An Upside Down Weekend

This weekend’s readings for Christ the King seem to be upside down.  We don’t usually celebrate kingship by focusing on torture, crucifixion, mocking, jeering, offering vinegar or sour wine and abusing our King as detailed in today’s Gospel.  Usually kingship is associated with fine clothes, gold, rich wines, rich food and wealth.  So just what is going on here?  It is no accident that the liturgists ask us to remember Christ’s death as we celebrate this feast of kingship, for Christ is inviting us into a very different kind of kingdom.  It is a kingdom that acknowledges and knows suffering, pain and hardship.  It is a kingdom that redeems these very human experiences, transforming them through a King who lays down his life for his friends into something far more glorious and real than we can possibly imagine.

I had a glimpse of Christ’s Kingdom last night at the launch of Lyn’s House book: “A Kind of Upside-Downness” (published by JKP books).  It has been created from the stories that tell of the foundation and continual creation of a different kind of community.  We are delighted to have Lyn’s House as part of the wider Margaret Beaufort Community as the community members live in the Lodge within our grounds. They are a quiet witness to the upside-downness of the kingdom of God and that was tangible last night.
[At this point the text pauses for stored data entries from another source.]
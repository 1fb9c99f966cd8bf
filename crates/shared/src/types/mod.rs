//! Common types used across the workspace.

pub mod currency;
pub mod numeric;

pub use currency::{Currency, DisplayTemplate, MAX_FRACTION, normalize_code};
pub use numeric::Numeric;
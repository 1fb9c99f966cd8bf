//! Money value type.
//!
//! CRITICAL: Never use floating-point for money calculations.
//! Amounts are `rust_decimal::Decimal` in major units (`1.00` is one pound,
//! not one penny) and every operation returns a new value.

use std::cmp::Ordering;
use std::fmt;
use std::sync::Arc;

use rust_decimal::Decimal;
use rust_decimal::RoundingStrategy;
use rust_decimal::prelude::ToPrimitive;
use tally_shared::types::{Currency, Numeric};
use tally_shared::{MoneyError, MoneyResult};

use crate::calculator::Calculator;
use crate::currency::{AmountFormatter, TemplateFormatter, unset_currency};

/// An exact amount bound to a currency.
///
/// Two values only compare or combine when their currency codes are equal.
#[derive(Debug, Clone)]
pub struct Money {
    amount: Decimal,
    currency: Arc<Currency>,
}

impl Money {
    /// Creates a new Money instance.
    #[must_use]
    pub fn new(amount: Decimal, currency: Arc<Currency>) -> Self {
        Self { amount, currency }
    }

    /// Zero amount with no currency.
    ///
    /// Empty money is skipped by [`Money::add`] and [`Money::subtract`], so
    /// it works as the starting point of a running total.
    #[must_use]
    pub fn empty() -> Self {
        Self::new(Decimal::ZERO, unset_currency())
    }

    /// Creates a zero amount in the given currency.
    #[must_use]
    pub fn zero(currency: Arc<Currency>) -> Self {
        Self::new(Decimal::ZERO, currency)
    }

    /// Exact amount in major units.
    #[must_use]
    pub const fn amount(&self) -> Decimal {
        self.amount
    }

    /// Currency descriptor.
    #[must_use]
    pub fn currency(&self) -> &Currency {
        &self.currency
    }

    /// Currency code; empty for empty money.
    #[must_use]
    pub fn code(&self) -> &str {
        self.currency.code()
    }

    /// Returns true when the amount is zero and no currency is set.
    #[must_use]
    pub fn is_empty(&self) -> bool {
        self.amount.is_zero() && self.currency.is_unset()
    }

    /// Returns true when both values carry the same currency code.
    #[must_use]
    pub fn same_currency(&self, other: &Self) -> bool {
        self.currency.code() == other.currency.code()
    }

    fn assert_same_currency(&self, other: &Self) -> MoneyResult<()> {
        if self.same_currency(other) {
            Ok(())
        } else {
            Err(MoneyError::mismatch(self.code(), other.code()))
        }
    }

    pub(crate) fn with_amount(&self, amount: Decimal) -> Self {
        Self {
            amount,
            currency: Arc::clone(&self.currency),
        }
    }

    // ========================================================================
    // Comparison
    // ========================================================================

    /// Three-way comparison of two same-currency amounts.
    ///
    /// The raw ordering of mismatched values stays available through
    /// `self.amount().cmp(&other.amount())`.
    pub fn compare(&self, other: &Self) -> MoneyResult<Ordering> {
        self.assert_same_currency(other)?;
        Ok(self.amount.cmp(&other.amount))
    }

    /// Checks equality of two same-currency amounts.
    pub fn equals(&self, other: &Self) -> MoneyResult<bool> {
        Ok(self.compare(other)? == Ordering::Equal)
    }

    /// Checks whether this amount is greater than the other.
    pub fn greater_than(&self, other: &Self) -> MoneyResult<bool> {
        Ok(self.compare(other)? == Ordering::Greater)
    }

    /// Checks whether this amount is greater than or equal to the other.
    pub fn greater_than_or_equal(&self, other: &Self) -> MoneyResult<bool> {
        Ok(self.compare(other)? != Ordering::Less)
    }

    /// Checks whether this amount is less than the other.
    pub fn less_than(&self, other: &Self) -> MoneyResult<bool> {
        Ok(self.compare(other)? == Ordering::Less)
    }

    /// Checks whether this amount is less than or equal to the other.
    pub fn less_than_or_equal(&self, other: &Self) -> MoneyResult<bool> {
        Ok(self.compare(other)? != Ordering::Greater)
    }

    /// Returns true if the amount is zero.
    #[must_use]
    pub fn is_zero(&self) -> bool {
        self.amount.is_zero()
    }

    /// Returns true if the amount is greater than zero.
    #[must_use]
    pub fn is_positive(&self) -> bool {
        self.amount > Decimal::ZERO
    }

    /// Returns true if the amount is less than zero.
    #[must_use]
    pub fn is_negative(&self) -> bool {
        self.amount < Decimal::ZERO
    }

    // ========================================================================
    // Arithmetic
    // ========================================================================

    /// Adds every operand to this value.
    ///
    /// Empty operands are skipped. The result carries this value's currency,
    /// or, when this value is empty, the first currency found among the
    /// operands.
    ///
    /// # Errors
    ///
    /// - `CurrencyMismatch` if an operand has a different currency
    /// - `NoCurrency` if no value carries a currency
    ///
    /// # Example
    ///
    /// ```
    /// use rust_decimal_macros::dec;
    /// use tally_core::CurrencyRegistry;
    ///
    /// let registry = CurrencyRegistry::with_defaults();
    /// let pound = registry.money(dec!(1), "GBP");
    /// let two_pounds = registry.money(dec!(2), "GBP");
    ///
    /// let total = pound.add([&two_pounds]).unwrap();
    /// assert_eq!(total.display(), "£3.00");
    /// ```
    pub fn add<'a>(&self, others: impl IntoIterator<Item = &'a Self>) -> MoneyResult<Self> {
        let (currency, total) = self.accumulate(others)?;
        match currency {
            Some(currency) => Ok(Self::new(
                Calculator::add(self.amount, total)?,
                currency,
            )),
            None => Ok(self.clone()),
        }
    }

    /// Subtracts every operand from this value.
    ///
    /// Follows the same currency rules as [`Money::add`].
    pub fn subtract<'a>(&self, others: impl IntoIterator<Item = &'a Self>) -> MoneyResult<Self> {
        let (currency, total) = self.accumulate(others)?;
        match currency {
            Some(currency) => Ok(Self::new(
                Calculator::subtract(self.amount, total)?,
                currency,
            )),
            None => Ok(self.clone()),
        }
    }

    /// Sums the non-empty operands after settling the result currency.
    ///
    /// Returns `None` as the currency when there are no operands at all.
    fn accumulate<'a>(
        &self,
        others: impl IntoIterator<Item = &'a Self>,
    ) -> MoneyResult<(Option<Arc<Currency>>, Decimal)> {
        let others: Vec<&Self> = others.into_iter().collect();
        if others.is_empty() {
            return Ok((None, Decimal::ZERO));
        }

        let currency = if self.currency.is_unset() {
            others
                .iter()
                .find(|m| !m.currency.is_unset())
                .map(|m| Arc::clone(&m.currency))
                .ok_or(MoneyError::NoCurrency)?
        } else {
            Arc::clone(&self.currency)
        };

        let mut total = Decimal::ZERO;
        for other in others {
            if other.is_empty() {
                continue;
            }
            if other.code() != currency.code() {
                return Err(MoneyError::mismatch(currency.code(), other.code()));
            }
            total = Calculator::add(total, other.amount)?;
        }

        Ok((Some(currency), total))
    }

    /// Multiplies this value by the product of all multipliers.
    ///
    /// # Errors
    ///
    /// - `InvalidArgument` if no multiplier is given
    /// - `Conversion` if a multiplier is not representable
    pub fn multiply<N: Into<Numeric>>(
        &self,
        multipliers: impl IntoIterator<Item = N>,
    ) -> MoneyResult<Self> {
        let mut factors = multipliers.into_iter().peekable();
        if factors.peek().is_none() {
            return Err(MoneyError::InvalidArgument(
                "at least one multiplier is required".to_string(),
            ));
        }

        let mut product = Decimal::ONE;
        for factor in factors {
            product = Calculator::multiply(product, factor.into().to_decimal()?)?;
        }

        Ok(self.with_amount(Calculator::multiply(self.amount, product)?))
    }

    /// Divides this value, truncating to the currency's fraction digits.
    ///
    /// # Errors
    ///
    /// - `DivisionByZero` for a zero divisor
    /// - `Conversion` if the divisor is not representable
    pub fn divide(&self, divisor: impl Into<Numeric>) -> MoneyResult<Self> {
        let divisor = divisor.into().to_decimal()?;
        Ok(self.with_amount(Calculator::divide(
            self.amount,
            divisor,
            self.currency.fraction(),
        )?))
    }

    /// Rounds to the nearest whole major unit, half away from zero.
    #[must_use]
    pub fn round(&self) -> Self {
        self.with_amount(Calculator::round(self.amount, 0))
    }

    /// Returns the absolute value.
    #[must_use]
    pub fn absolute(&self) -> Self {
        self.with_amount(Calculator::absolute(self.amount))
    }

    /// Returns the negated value.
    #[must_use]
    pub fn negative(&self) -> Self {
        self.with_amount(Calculator::negative(self.amount))
    }

    // ========================================================================
    // Presentation
    // ========================================================================

    /// Amount as a float in major units, truncated to the currency fraction.
    ///
    /// Only meant for presentation; never feed the result back into
    /// arithmetic.
    #[must_use]
    pub fn as_major_units(&self) -> f64 {
        let truncated = self
            .amount
            .round_dp_with_strategy(self.currency.fraction(), RoundingStrategy::ToZero);
        truncated.to_f64().unwrap_or_default()
    }

    /// Renders the value with the currency's symbol and template.
    #[must_use]
    pub fn display(&self) -> String {
        self.display_with(&TemplateFormatter::default())
    }

    /// Renders the value without the currency symbol.
    #[must_use]
    pub fn simple(&self) -> String {
        self.display_with(&TemplateFormatter::without_grapheme())
    }

    /// Renders the value with a custom formatter.
    #[must_use]
    pub fn display_with(&self, formatter: &impl AmountFormatter) -> String {
        formatter.format(self.amount, &self.currency)
    }
}

impl Default for Money {
    fn default() -> Self {
        Self::empty()
    }
}

impl PartialEq for Money {
    fn eq(&self, other: &Self) -> bool {
        self.same_currency(other) && self.amount == other.amount
    }
}

impl Eq for Money {}

impl fmt::Display for Money {
    fn fmt(&self, f: &mut fmt::Formatter<'_>) -> fmt::Result {
        f.write_str(&self.display())
    }
}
Within this warm and friendly gathering of past and present members of the community, the steering group, the volunteers and friends it did not matter who or what anyone was, what mattered was that we were there, accepted and acknowledged, loved for being ourselves.  I was aware of the struggle many there have had dealing with the earthly kingdom’s statutory authorities that seemly  focus on fitting into criteria for care and benefits and  what someone cannot do or achieve.  For this gathering none of that mattered and for a while that struggle could be forgotten, as we celebrated with cake, wine, dance, words, pictures and handprints the upside downness of the Kingdom of God.